LR family parsers are bottom up parsers used in many compilers and parser generators. SLR, LALR, and canonical LR all follow the same shift reduce engine, but they differ in how much lookahead precision they keep while building parse tables. That difference directly affects table size, conflict frequency, and how easily a grammar can be maintained.

Shared LR Mechanics

All three parser types use the same runtime loop:

  • Keep a stack of parser states.
  • Read one token of lookahead.
  • Consult an action table for shift, reduce, accept, or error.
  • Use a goto table after reductions.
text
1loop:
2  a = ACTION[top_state, lookahead]
3  if a is SHIFT s: push token and state s
4  if a is REDUCE A -> beta: pop len(beta), then goto on A
5  if a is ACCEPT: success
6  if a is ERROR: reject

So the runtime machinery is not the main distinction. The distinction is how parser states and reduction decisions are built.
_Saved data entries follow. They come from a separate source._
//! Built-in section effects: the hero intro, the vehicle scene and informational blocks.

use crate::animation::progress::{SubRange, lerp};
use crate::controller::tracker::{SectionEffect, SectionFrame};
use crate::foundation::core::{ElementId, Transform2D, Vec2};
use crate::style::batch::{StyleBatch, props};

/// Hero intro: content fade-in, illustration progress and two lanes, all from local progress.
#[derive(Clone, Debug)]
pub struct HeroEffect {
    target: ElementId,
    /// Content fade-in window.
    pub content: SubRange,
    /// Illustration window.
    pub animation: SubRange,
    /// Leading lane window.
    pub leading_lane: SubRange,
    /// Trailing lane window.
    pub trailing_lane: SubRange,
}

impl HeroEffect {
    /// Hero effect writing onto `target` with the default windows.
    pub fn new(target: ElementId) -> Self {
        Self {
            target,
            content: SubRange::new(0.08, 0.92),
            animation: SubRange::new(0.0, 1.0),
            leading_lane: SubRange::new(0.08, 0.85),
            trailing_lane: SubRange::new(0.3, 1.0),
        }
    }
}

impl SectionEffect for HeroEffect {
    fn apply(&mut self, frame: SectionFrame, out: &mut StyleBatch) {
        let t = &self.target;
        out.set_number(t, props::HERO_CONTENT, self.content.sample(frame.local));
        out.set_number(t, props::HERO_ANIMATION, self.animation.sample(frame.local));
        out.set_number(t, props::LANE_LEADING, self.leading_lane.sample(frame.local));
        out.set_number(t, props::LANE_TRAILING, self.trailing_lane.sample(frame.local));
    }
}

/// One straight move of the vehicle over a progress window.
#[derive(Clone, Copy, Debug, PartialEq)]
pub struct Leg {
    /// Progress window (and ease) of the move.
    pub window: SubRange,
    /// Offset at the start of the window.
    pub from: Vec2,
    /// Offset at the end of the window.
    pub to: Vec2,
}

impl Leg {
    fn distance(self) -> f64 {
        (self.to - self.from).hypot()
    }
}

/// Vehicle scene: the body translates along disjoint legs, wheels spin with distance travelled
/// and an optional cable is revealed while parked.
#[derive(Clone, Debug)]
pub struct VehicleEffect {
    body: ElementId,
    wheels: Vec<ElementId>,
    legs: Vec<Leg>,
    wheel_max_deg: f64,
    cable: Option<(ElementId, SubRange)>,
}

/// Wheel rotation after the full route.
pub const DEFAULT_WHEEL_MAX_DEG: f64 = 900.0;

impl VehicleEffect {
    /// Vehicle effect for `body` following `legs` (sorted by window start, non-overlapping).
    pub fn new(body: ElementId, legs: Vec<Leg>) -> Self {
        Self {
            body,
            wheels: Vec::new(),
            legs,
            wheel_max_deg: DEFAULT_WHEEL_MAX_DEG,
            cable: None,
        }
    }

    /// Wheels rotated with the travelled distance.
    pub fn with_wheels(mut self, wheels: Vec<ElementId>, max_deg: f64) -> Self {
        self.wheels = wheels;
        self.wheel_max_deg = max_deg;
        self
    }

    /// Cable element revealed over `window`.
    pub fn with_cable(mut self, cable: ElementId, window: SubRange) -> Self {
        self.cable = Some((cable, window));
        self
    }

    /// Body offset and travelled fraction of the whole route at `local` progress.
    pub fn pose(&self, local: f64) -> (Vec2, f64) {
        let Some(first) = self.legs.first() else {
            return (Vec2::ZERO, local);
        };
        let mut pos = first.from;
        let mut travelled = 0.0;
        for leg in &self.legs {
            if local < leg.window.start {
                break;
            }
            let t = leg.window.sample(local);
            pos = Vec2::new(lerp(leg.from.x, leg.to.x, t), lerp(leg.from.y, leg.to.y, t));
            travelled += leg.distance() * t;
        }
        let total: f64 = self.legs.iter().map(|l| l.distance()).sum();
        let fraction = if total > 0.0 { travelled / total } else { local };
        (pos, fraction)
    }
}

impl SectionEffect for VehicleEffect {
    fn apply(&mut self, frame: SectionFrame, out: &mut StyleBatch) {
        let (pos, fraction) = self.pose(frame.local);
        out.set_text(&self.body, props::TRANSFORM, Transform2D::translate(pos).to_css());

        let angle = lerp(0.0, self.wheel_max_deg, fraction);
        for wheel in &self.wheels {
            out.set_text(wheel, props::TRANSFORM, Transform2D::rotate_deg(angle).to_css());
        }

        if let Some((cable, window)) = &self.cable {
            out.set_number(cable, props::CABLE_PROGRESS, window.sample(frame.local));
        }
    }
}

/// Informational block: a single eased reveal.
#[derive(Clone, Debug)]
pub struct InfoBlockEffect {
    target: ElementId,
    reveal: SubRange,
}

impl InfoBlockEffect {
    /// Reveal `target` over `reveal`.
    pub fn new(target: ElementId, reveal: SubRange) -> Self {
        Self { target, reveal }
    }
}

impl SectionEffect for InfoBlockEffect {
    fn apply(&mut self, frame: SectionFrame, out: &mut StyleBatch) {
        out.set_number(&self.target, props::BLOCK_REVEAL, self.reveal.sample(frame.local));
    }
}

#[cfg(test)]
#[path = "../../tests/unit/controller/effects.rs"]
mod tests;
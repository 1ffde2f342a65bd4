//! Crate-level property tests.

mod roundtrip;
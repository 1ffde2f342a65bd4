//! WX to Telugu decoding.
//!
//! Longest-match scanning over the merged code trie. A consonant code
//! seen without its inherent vowel ("k") is completed by whatever
//! follows: a vowel code becomes the written vowel sign, anything else
//! re-inserts the virama the encoder consumed.

use tracing::debug_span;

use crate::script::VIRAMA;
use crate::table::{WxTable, WxToken};

impl WxTable {
    /// Transliterate WX notation back to Telugu text.
    ///
    /// Total over arbitrary input: substrings matching no code pass
    /// through unchanged, with single ASCII digits going through the
    /// digit table. Longest match wins at every position.
    pub fn decode(&self, wx: &str) -> String {
        let _span = debug_span!("decode", bytes = wx.len()).entered();
        let bytes = wx.as_bytes();
        let mut out = String::with_capacity(wx.len() * 3);
        let mut i = 0;
        while i < bytes.len() {
            let Some((len, token)) = self.decode_trie.longest_match(&bytes[i..]) else {
                // Codes are pure ASCII, so `i` always sits on a char boundary.
                let ch = wx[i..].chars().next().expect("cursor within input");
                out.push(self.digit_for(ch).unwrap_or(ch));
                i += ch.len_utf8();
                continue;
            };
            i += len;
            match *token {
                WxToken::Consonant(c) => out.push(c),
                WxToken::ConsonantStem(c) => {
                    out.push(c);
                    match self.decode_trie.longest_match(&bytes[i..]) {
                        Some((
                            vlen,
                            WxToken::Vowel {
                                sign: Some(sign), ..
                            },
                        )) => {
                            out.push(*sign);
                            i += vlen;
                        }
                        _ => out.push(VIRAMA),
                    }
                }
                WxToken::Vowel { standalone, .. } => out.push(standalone),
                WxToken::Sign(c) => out.push(c),
            }
        }
        out
    }
}

/// Decode with the process-wide default table.
pub fn decode(wx: &str) -> String {
    WxTable::global().decode(wx)
}

#[cfg(test)]
mod tests {
    use super::decode;

    #[test]
    fn test_empty() {
        assert_eq!(decode(""), "");
    }

    #[test]
    fn test_full_consonant_code() {
        assert_eq!(decode("ka"), "క");
    }

    #[test]
    fn test_bare_stem_reinserts_virama() {
        assert_eq!(decode("k"), "క్");
    }

    #[test]
    fn test_stem_plus_vowel_becomes_sign() {
        assert_eq!(decode("ki"), "కి");
        assert_eq!(decode("kA"), "కా");
        assert_eq!(decode("kq"), "కృ");
    }

    #[test]
    fn test_longest_match_wins() {
        // "eV" is the short vowel, never 'e' plus a stray 'V'
        assert_eq!(decode("eV"), "ఎ");
        assert_eq!(decode("keV"), "కె");
        assert_eq!(decode("e"), "ఏ");
    }

    #[test]
    fn test_vowel_after_full_code_is_independent() {
        assert_eq!(decode("kai"), "కఇ");
        assert_eq!(decode("a"), "అ");
    }

    #[test]
    fn test_three_letter_code() {
        assert_eq!(decode("rYa"), "ఱ");
        assert_eq!(decode("rYi"), "ఱి");
        assert_eq!(decode("ra"), "ర");
    }

    #[test]
    fn test_signs() {
        assert_eq!(decode("kaM"), "కం");
        assert_eq!(decode("kM"), "క్ం");
        assert_eq!(decode("M"), "ం");
    }

    #[test]
    fn test_digits() {
        assert_eq!(decode("5"), "౫");
        assert_eq!(decode("1982"), "౧౯౮౨");
    }

    #[test]
    fn test_clusters() {
        assert_eq!(decode("kRa"), "క్ష");
        assert_eq!(decode("kka"), "క్క");
    }

    #[test]
    fn test_word() {
        assert_eq!(decode("xakRiNamaXya"), "దక్షిణమధ్య");
    }

    #[test]
    fn test_unmatched_passthrough() {
        assert_eq!(decode("V"), "V");
        assert_eq!(decode(", !"), ", !");
        assert_eq!(decode("క"), "క");
    }

    #[test]
    fn test_latin_collisions_decode_as_codes() {
        // Latin text sharing letters with WX codes is read as WX; the
        // ambiguity is accepted, round-tripping is only promised for
        // encoder output.
        assert_eq!(decode("hello"), "హేల్లో");
    }
}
Canonical LR(1): Maximum Context Precision

Canonical LR(1) items carry one token of lookahead for each item. That means reduce decisions are made with precise context tied to each state item.

Practical consequence:

  • Fewer spurious conflicts.
  • Better handling of grammars with subtle prefix overlap.
  • Larger state space and larger parse tables.
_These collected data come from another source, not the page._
//! Telugu <-> WX symbol tables loaded from TOML.
//!
//! - `parse_table_toml(toml_str)` builds a validated [`WxTable`]
//! - `WxTable::init_custom(toml_content)` sets a custom TOML before first
//!   `global()` call
//! - `WxTable::global()` returns `&'static WxTable` (lazy-init singleton)
//! - Default tables are embedded via `include_str!("default_table.toml")`
//!
//! Tables are immutable after construction; every invariant the two
//! converters rely on (codes are ASCII, consonant codes end in the
//! inherent vowel, no Latin code claimed twice) is checked here and
//! nowhere else.

use std::collections::{BTreeMap, HashMap};
use std::sync::OnceLock;

use serde::Deserialize;
use tracing::debug;

use crate::script;
use crate::trie::Trie;

pub const DEFAULT_TABLE_TOML: &str = include_str!("default_table.toml");

/// The Latin letter every consonant code ends with. A consonant reads
/// with this short vowel unless a vowel sign or the virama overrides it.
pub const INHERENT_VOWEL: char = 'a';

static CUSTOM_TOML: OnceLock<String> = OnceLock::new();

#[derive(Deserialize)]
struct RawTable {
    vowels: BTreeMap<String, String>,
    signs: BTreeMap<String, String>,
    consonants: BTreeMap<String, String>,
    vowel_signs: BTreeMap<String, String>,
    digits: BTreeMap<String, String>,
}

#[derive(Debug, thiserror::Error)]
pub enum TableError {
    #[error("TOML parse error: {0}")]
    Parse(String),
    #[error("[{0}] table is empty")]
    EmptySection(&'static str),
    #[error("table key must be a single Telugu character: {0:?}")]
    BadKey(String),
    #[error("U+0C4D is the vowel-killer operator and cannot appear as a table key")]
    ViramaKey,
    #[error("code for {key} must be non-empty ASCII, got {code:?}")]
    BadCode { key: char, code: String },
    #[error("consonant code must end in the inherent vowel: {key} -> {code:?}")]
    BadConsonantCode { key: char, code: String },
    #[error("digit code must be a single ASCII digit: {key} -> {code:?}")]
    BadDigitCode { key: char, code: String },
    #[error("vowel sign {key} has code {code:?} with no matching independent vowel")]
    OrphanVowelSign { key: char, code: String },
    #[error("vowel sign {key} claims the inherent vowel, which has no written sign")]
    InherentVowelSign { key: char },
    #[error("{key} is mapped more than once")]
    DuplicateKey { key: char },
    #[error("code {code:?} is claimed by more than one character")]
    CodeCollision { code: String },
    #[error("wx table already initialized")]
    AlreadyInitialized,
}

#[derive(Debug, Clone, Copy, PartialEq, Eq)]
pub(crate) enum CharKind {
    Vowel,
    Sign,
    Consonant,
    VowelSign,
    Digit,
}

#[derive(Debug)]
pub(crate) struct EncodeEntry {
    pub(crate) code: String,
    pub(crate) kind: CharKind,
}

/// A decoded unit of WX input.
#[derive(Debug, Clone, PartialEq, Eq)]
pub(crate) enum WxToken {
    /// Full consonant code, inherent vowel included ("ka").
    Consonant(char),
    /// Consonant code with the inherent vowel stripped ("k"). What follows
    /// decides between a vowel sign and a virama.
    ConsonantStem(char),
    Vowel {
        standalone: char,
        sign: Option<char>,
    },
    Sign(char),
}

#[derive(Debug)]
pub struct WxTable {
    pub(crate) encode_map: HashMap<char, EncodeEntry>,
    pub(crate) decode_trie: Trie<WxToken>,
    digits: [Option<char>; 10],
}

impl WxTable {
    /// Set custom TOML before first `global()` call.
    pub fn init_custom(toml_content: String) -> Result<(), TableError> {
        // Validate eagerly
        parse_table_toml(&toml_content)?;
        CUSTOM_TOML
            .set(toml_content)
            .map_err(|_| TableError::AlreadyInitialized)
    }

    /// Get or initialize the global singleton.
    pub fn global() -> &'static WxTable {
        static INSTANCE: OnceLock<WxTable> = OnceLock::new();
        INSTANCE.get_or_init(|| {
            let toml_str = CUSTOM_TOML
                .get()
                .map(|s| s.as_str())
                .unwrap_or(DEFAULT_TABLE_TOML);
            parse_table_toml(toml_str).expect("wx table TOML must be valid")
        })
    }

    /// Telugu digit for an ASCII digit character, if mapped.
    pub(crate) fn digit_for(&self, ch: char) -> Option<char> {
        ch.to_digit(10).and_then(|d| self.digits[d as usize])
    }

    fn build(raw: RawTable) -> Result<WxTable, TableError> {
        for (name, section) in [
            ("vowels", &raw.vowels),
            ("signs", &raw.signs),
            ("consonants", &raw.consonants),
            ("vowel_signs", &raw.vowel_signs),
            ("digits", &raw.digits),
        ] {
            if section.is_empty() {
                return Err(TableError::EmptySection(name));
            }
        }

        let mut table = WxTable {
            encode_map: HashMap::new(),
            decode_trie: Trie::new(),
            digits: [None; 10],
        };

        // Vowel signs don't enter the trie on their own; each one rides on
        // the independent vowel sharing its code.
        let mut sign_for_code: HashMap<String, char> = HashMap::new();
        for (key, code) in &raw.vowel_signs {
            let key = parse_key(key)?;
            validate_code(key, code)?;
            if is_inherent_code(code) {
                return Err(TableError::InherentVowelSign { key });
            }
            if sign_for_code.insert(code.clone(), key).is_some() {
                return Err(TableError::CodeCollision { code: code.clone() });
            }
            table.insert_encode(key, code.clone(), CharKind::VowelSign)?;
        }

        for (key, code) in &raw.vowels {
            let key = parse_key(key)?;
            validate_code(key, code)?;
            let sign = sign_for_code.remove(code);
            table.insert_encode(key, code.clone(), CharKind::Vowel)?;
            table.insert_decode(
                code,
                WxToken::Vowel {
                    standalone: key,
                    sign,
                },
            )?;
        }
        if let Some((code, key)) = sign_for_code.into_iter().next() {
            return Err(TableError::OrphanVowelSign { key, code });
        }

        for (key, code) in &raw.signs {
            let key = parse_key(key)?;
            validate_code(key, code)?;
            table.insert_encode(key, code.clone(), CharKind::Sign)?;
            table.insert_decode(code, WxToken::Sign(key))?;
        }

        for (key, code) in &raw.consonants {
            let key = parse_key(key)?;
            validate_code(key, code)?;
            if code.len() < 2 || !code.ends_with(INHERENT_VOWEL) {
                return Err(TableError::BadConsonantCode {
                    key,
                    code: code.clone(),
                });
            }
            table.insert_encode(key, code.clone(), CharKind::Consonant)?;
            table.insert_decode(code, WxToken::Consonant(key))?;
            table.insert_decode(&code[..code.len() - 1], WxToken::ConsonantStem(key))?;
        }

        for (key, code) in &raw.digits {
            let key = parse_key(key)?;
            if code.len() != 1 || !code.as_bytes()[0].is_ascii_digit() {
                return Err(TableError::BadDigitCode {
                    key,
                    code: code.clone(),
                });
            }
            let slot = (code.as_bytes()[0] - b'0') as usize;
            if table.digits[slot].is_some() {
                return Err(TableError::CodeCollision { code: code.clone() });
            }
            table.digits[slot] = Some(key);
            table.insert_encode(key, code.clone(), CharKind::Digit)?;
        }

        debug!(
            chars = table.encode_map.len(),
            codes = table.decode_trie.len(),
            "wx table built"
        );
        Ok(table)
    }

    fn insert_encode(&mut self, key: char, code: String, kind: CharKind) -> Result<(), TableError> {
        if self
            .encode_map
            .insert(key, EncodeEntry { code, kind })
            .is_some()
        {
            return Err(TableError::DuplicateKey { key });
        }
        Ok(())
    }

    fn insert_decode(&mut self, code: &str, token: WxToken) -> Result<(), TableError> {
        if !self.decode_trie.insert(code.as_bytes(), token) {
            return Err(TableError::CodeCollision {
                code: code.to_string(),
            });
        }
        Ok(())
    }
}

/// Parse TOML text into a validated `WxTable`.
pub fn parse_table_toml(toml_str: &str) -> Result<WxTable, TableError> {
    let raw: RawTable =
        toml::from_str(toml_str).map_err(|e| TableError::Parse(e.to_string()))?;
    WxTable::build(raw)
}

fn parse_key(raw: &str) -> Result<char, TableError> {
    let mut chars = raw.chars();
    let (Some(key), None) = (chars.next(), chars.next()) else {
        return Err(TableError::BadKey(raw.to_string()));
    };
    if script::is_virama(key) {
        return Err(TableError::ViramaKey);
    }
    if !script::is_telugu(key) {
        return Err(TableError::BadKey(raw.to_string()));
    }
    Ok(key)
}

fn validate_code(key: char, code: &str) -> Result<(), TableError> {
    if code.is_empty() || !code.is_ascii() {
        return Err(TableError::BadCode {
            key,
            code: code.to_string(),
        });
    }
    Ok(())
}

fn is_inherent_code(code: &str) -> bool {
    code.len() == 1 && code.starts_with(INHERENT_VOWEL)
}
For complex language grammars, canonical LR(1) often succeeds where weaker methods need grammar rewrites.

The cost is memory and generator complexity. Historically that was expensive, though modern tools reduce this issue with table compression.

SLR(1): Simpler Construction, Coarser Decisions

SLR builds LR(0) states and uses global FOLLOW sets to decide where reductions apply. FOLLOW sets are grammar wide, not item specific.
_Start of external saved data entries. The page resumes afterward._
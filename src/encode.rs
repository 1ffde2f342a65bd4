//! Telugu to WX encoding.
//!
//! A single left-to-right pass: every mapped character emits its code
//! immediately, except that the virama and the vowel signs cancel the
//! inherent vowel of the code emitted just before them.

use tracing::debug_span;

use crate::script;
use crate::table::{CharKind, WxTable, INHERENT_VOWEL};

impl WxTable {
    /// Transliterate Telugu text to WX notation.
    ///
    /// Total over arbitrary input: characters outside the tables pass
    /// through unchanged, and a virama with nothing to cancel is a no-op.
    pub fn encode(&self, text: &str) -> String {
        let _span = debug_span!("encode", bytes = text.len()).entered();
        let mut out = String::with_capacity(text.len());
        // Whether the most recently emitted code ends in the inherent
        // vowel. Only that one trailing letter is ever cancelled; a code
        // shortened once cannot be shortened again.
        let mut inherent_pending = false;
        for ch in text.chars() {
            if script::is_virama(ch) {
                if inherent_pending {
                    out.pop();
                    inherent_pending = false;
                }
                continue;
            }
            match self.encode_map.get(&ch) {
                Some(entry) => {
                    if entry.kind == CharKind::VowelSign && inherent_pending {
                        out.pop();
                    }
                    out.push_str(&entry.code);
                    inherent_pending = entry.code.ends_with(INHERENT_VOWEL);
                }
                None => {
                    out.push(ch);
                    inherent_pending = ch == INHERENT_VOWEL;
                }
            }
        }
        out
    }
}

/// Encode with the process-wide default table.
pub fn encode(text: &str) -> String {
    WxTable::global().encode(text)
}
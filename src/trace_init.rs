#[cfg(feature = "trace")]
use std::sync::Once;

#[cfg(feature = "trace")]
static INIT: Once = Once::new();

/// Install a stderr tracing subscriber, honoring `RUST_LOG` when set.
#[cfg(feature = "trace")]
pub fn init_tracing() {
    INIT.call_once(|| {
        tracing_subscriber::fmt()
            .with_writer(std::io::stderr)
            .with_target(true)
            .with_env_filter(
                tracing_subscriber::EnvFilter::try_from_default_env()
                    .unwrap_or_else(|_| tracing_subscriber::EnvFilter::new("telwx=debug")),
            )
            .init();
    });
}

#[cfg(not(feature = "trace"))]
pub fn init_tracing() {}
//! Timestamp utilities
//!
//! Show start times are stored with whole-second precision so that the
//! TEXT encoding sqlx uses for `DateTime<Utc>` sorts and compares the same
//! way the instants do. That only holds for four-digit years, so
//! instants outside 0000..=9999 are never stored.

use chrono::{DateTime, Datelike, SubsecRound, Utc};

/// Earliest and latest year whose TEXT encoding sorts chronologically
pub const STORABLE_YEARS: std::ops::RangeInclusive<i32> = 0..=9999;

/// Capture the current UTC instant, truncated to whole seconds
///
/// Call this once per logical operation and pass the value down; the query
/// layer never reads the clock itself.
pub fn now() -> DateTime<Utc> {
    Utc::now().trunc_subsecs(0)
}

/// Truncate an instant to the precision used by the store
pub fn to_store_precision(instant: DateTime<Utc>) -> DateTime<Utc> {
    instant.trunc_subsecs(0)
}

/// True when `instant` can be stored and compared as TEXT
pub fn is_storable(instant: DateTime<Utc>) -> bool {
    STORABLE_YEARS.contains(&instant.year())
}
That coarse granularity can introduce conflicts even when a grammar is unambiguous under canonical LR(1).

python
1# Example of FOLLOW-style idea used by SLR table construction
2FOLLOW = {
3    "Expr": [")", "$"],
4    "Term": ["+", ")", "$"],
5    "Factor": ["*", "+", ")", "$"],
6}

SLR is valuable for teaching and small DSL projects because the construction is conceptually straightforward. For larger grammars it often becomes fragile.

LALR(1): Practical Compromise

LALR starts from LR(1) style lookahead and merges states that share the same LR(0) core. This dramatically shrinks tables while preserving much of LR(1) power.

This is why classic tools such as Yacc and many Bison defaults are LALR oriented.

Benefits:

  • Much smaller tables than canonical LR(1).
  • Usually enough power for many programming language grammars.
  • Strong tooling support and predictable runtime performance.

Tradeoff:

  • State merges can reintroduce conflicts that canonical LR(1) would not have.

In practice, grammar authors often resolve these with precedence declarations or targeted grammar refactors.

Conflict Behavior in Real Projects

When a parser generator reports shift reduce or reduce reduce conflicts, that report is design feedback. Common workflow:

  1. Reproduce conflict on minimal grammar fragment.
  2. Inspect item sets and conflicting lookahead tokens.
  3. Decide whether precedence declaration is semantically correct.
  4. Refactor grammar only when precedence would hide real ambiguity.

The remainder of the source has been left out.